====== Records shown ======

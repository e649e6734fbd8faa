//! # Snapshot Cleanup / 快照清理
//!
//! Finds baseline screenshots that no visual spec refers to any more.
//! A snapshot is kept when some `*.spec.ts` under the visual tests root
//! mentions its base name (or its full path); everything else is an orphan.
//!
//! 查找不再被任何视觉测试引用的基准截图。若视觉测试根目录下的某个 `*.spec.ts`
//! 提到了快照的基本名称（或完整路径），则保留该快照；否则视为孤立快照。

use anyhow::{Context, Result};
use std::fs;
use std::path::{Path, PathBuf};

use crate::infra::fs::find_files_with_suffix;

const SNAPSHOT_SUFFIX: &str = ".png";
const SPEC_SUFFIX: &str = ".spec.ts";

/// Snapshot directories looked up under the visual tests root, in order.
pub const SNAPSHOT_DIRS: [&str; 3] = ["__screenshots__", "components/__screenshots__", "snapshots"];

/// One snapshot and whether a spec still refers to it.
#[derive(Debug, Clone, PartialEq, Eq)]
pub struct SnapshotVerdict {
    pub path: PathBuf,
    pub referenced: bool,
}

/// The verdicts for one snapshot directory.
#[derive(Debug, Clone, PartialEq, Eq)]
pub struct SnapshotScan {
    pub dir: PathBuf,
    pub snapshots: Vec<SnapshotVerdict>,
}

/// Everything a cleanup would keep or remove.
/// 一次清理将保留或删除的全部内容。
#[derive(Debug, Clone, Default, PartialEq, Eq)]
pub struct CleanupPlan {
    pub scans: Vec<SnapshotScan>,
}

impl CleanupPlan {
    pub fn total(&self) -> usize {
        self.scans.iter().map(|s| s.snapshots.len()).sum()
    }

    pub fn orphans(&self) -> impl Iterator<Item = &Path> {
        self.scans
            .iter()
            .flat_map(|s| &s.snapshots)
            .filter(|v| !v.referenced)
            .map(|v| v.path.as_path())
    }

    pub fn orphan_count(&self) -> usize {
        self.orphans().count()
    }
}

/// Scans the snapshot directories under `root` that exist and classifies
/// every PNG in them. Nothing is deleted.
///
/// 扫描 `root` 下存在的快照目录，并对其中的每个 PNG 进行分类。不会删除任何文件。
pub fn plan_cleanup(root: &Path) -> Result<CleanupPlan> {
    let specs = find_files_with_suffix(root, SPEC_SUFFIX)?
        .into_iter()
        .map(|path| {
            fs::read_to_string(&path)
                .with_context(|| format!("Failed to read spec: {}", path.display()))
        })
        .collect::<Result<Vec<String>>>()?;
    tracing::debug!(root = %root.display(), specs = specs.len(), "specs loaded");

    let mut plan = CleanupPlan::default();
    for dir in SNAPSHOT_DIRS.iter().map(|d| root.join(d)) {
        if !dir.is_dir() {
            continue;
        }
        let snapshots = find_files_with_suffix(&dir, SNAPSHOT_SUFFIX)?
            .into_iter()
            .map(|path| {
                let referenced = is_referenced(&path, &specs);
                SnapshotVerdict { path, referenced }
            })
            .collect();
        plan.scans.push(SnapshotScan { dir, snapshots });
    }
    Ok(plan)
}

fn is_referenced(snapshot: &Path, specs: &[String]) -> bool {
    let base = snapshot
        .file_stem()
        .map(|s| s.to_string_lossy().into_owned())
        .unwrap_or_default();
    let full = snapshot.to_string_lossy();
    specs
        .iter()
        .any(|content| content.contains(base.as_str()) || content.contains(&*full))
}

/// Deletes every orphan in `plan` and returns how many were removed.
pub fn remove_orphans(plan: &CleanupPlan) -> Result<usize> {
    let mut removed = 0;
    for orphan in plan.orphans() {
        fs::remove_file(orphan)
            .with_context(|| format!("Failed to remove snapshot: {}", orphan.display()))?;
        tracing::debug!(path = %orphan.display(), "orphan snapshot removed");
        removed += 1;
    }
    Ok(removed)
}
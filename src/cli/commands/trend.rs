//! # Trend Command Module / 趋势命令模块
//!
//! Implements `trend`: appends the latest summary to `history.json` and
//! reports the recent-vs-previous window comparison.
//!
//! 实现 `trend` 命令：将最新摘要追加到 `history.json`，并报告最近窗口与之前窗口的比较。

use anyhow::Result;
use chrono::Local;

use crate::cli::CommandContext;
use crate::cli::commands::explain_missing;
use crate::core::config::{HISTORY_FILE, SUMMARY_FILE};
use crate::core::pipeline::{TrendOptions, trend_stage};
use crate::reporting::console::print_history_update;

pub fn execute(ctx: &CommandContext) -> Result<()> {
    let summary_path = ctx.config.report_path(SUMMARY_FILE);
    let history_path = ctx.config.report_path(HISTORY_FILE);
    let options = TrendOptions {
        capacity: ctx.config.history_capacity,
        window: ctx.config.trend_window,
        date_locale: &ctx.config.date_locale,
        captured_at: Local::now(),
    };

    let (history, trends) = trend_stage(&summary_path, &history_path, &options)
        .map_err(|e| explain_missing(e, "trend", &ctx.locale))?;
    print_history_update(&history, trends.as_ref(), &history_path, &ctx.locale);
    Ok(())
}
//! # Suite Metrics Library / Suite Metrics 库
//!
//! This library provides the core functionality for the Suite Metrics tool,
//! which turns browser end-to-end test reports into run metrics and trends.
//!
//! 此库为 Suite Metrics 工具提供核心功能，
//! 该工具将浏览器端到端测试报告转换为运行指标和趋势。
//!
//! ## Modules / 模块
//!
//! - `core` - Report model, merging, metrics, history and trend analysis
//! - `infra` - Infrastructure services like file system operations and logging
//! - `reporting` - Console summaries, HTML visual diff report, README block
//! - `cli` - Command-line interface and commands
//!
//! - `core` - 报告模型、合并、指标、历史和趋势分析
//! - `infra` - 基础设施服务，如文件系统操作和日志
//! - `reporting` - 控制台摘要、HTML 视觉差异报告、README 指标块
//! - `cli` - 命令行接口和命令

pub mod cli;
pub mod core;
pub mod infra;
pub mod reporting;

// Re-export commonly used items
pub use crate::core::history;
pub use crate::core::merge;
pub use crate::core::models;
pub use crate::core::summary;
pub use crate::core::trend;

/// Picks the message locale for `requested`, falling back to the system
/// locale when `requested` is empty.
///
/// It attempts to match the full locale (e.g., "zh-CN"), then just the
/// language code (e.g., "es" from "es-PE"), and finally falls back to the
/// default language ("en").
pub fn resolve_locale(requested: &str) -> String {
    let wanted = if requested.is_empty() {
        sys_locale::get_locale().unwrap_or_else(|| "en".to_string())
    } else {
        requested.to_string()
    };
    let available_locales = rust_i18n::available_locales!();

    if available_locales.contains(&wanted.as_str()) {
        return wanted;
    }
    wanted
        .split(['-', '_'])
        .next()
        .filter(|lang_code| available_locales.contains(lang_code))
        .unwrap_or("en")
        .to_string()
}

// Initialize i18n
rust_i18n::i18n!("locales", fallback = "en");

======

## [Action item]
Copy the lines from the start of the data verbatim, stopping after the line containing "root, in order.".

## [Answer]
repository e649e6734fbd8faa
//! # Snapshot Cleanup / 快照清理
//!
//! Finds baseline screenshots that no visual spec refers to any more.
//! A snapshot is kept when some `*.spec.ts` under the visual tests root
//! mentions its base name (or its full path); everything else is an orphan.
//!
//! 查找不再被任何视觉测试引用的基准截图。若视觉测试根目录下的某个 `*.spec.ts`
//! 提到了快照的基本名称（或完整路径），则保留该快照；否则视为孤立快照。

use anyhow::{Context, Result};
use std::fs;
use std::path::{Path, PathBuf};

use crate::infra::fs::find_files_with_suffix;

const SNAPSHOT_SUFFIX: &str = ".png";
const SPEC_SUFFIX: &str = ".spec.ts";

/// Snapshot directories looked up under the visual tests root, in order.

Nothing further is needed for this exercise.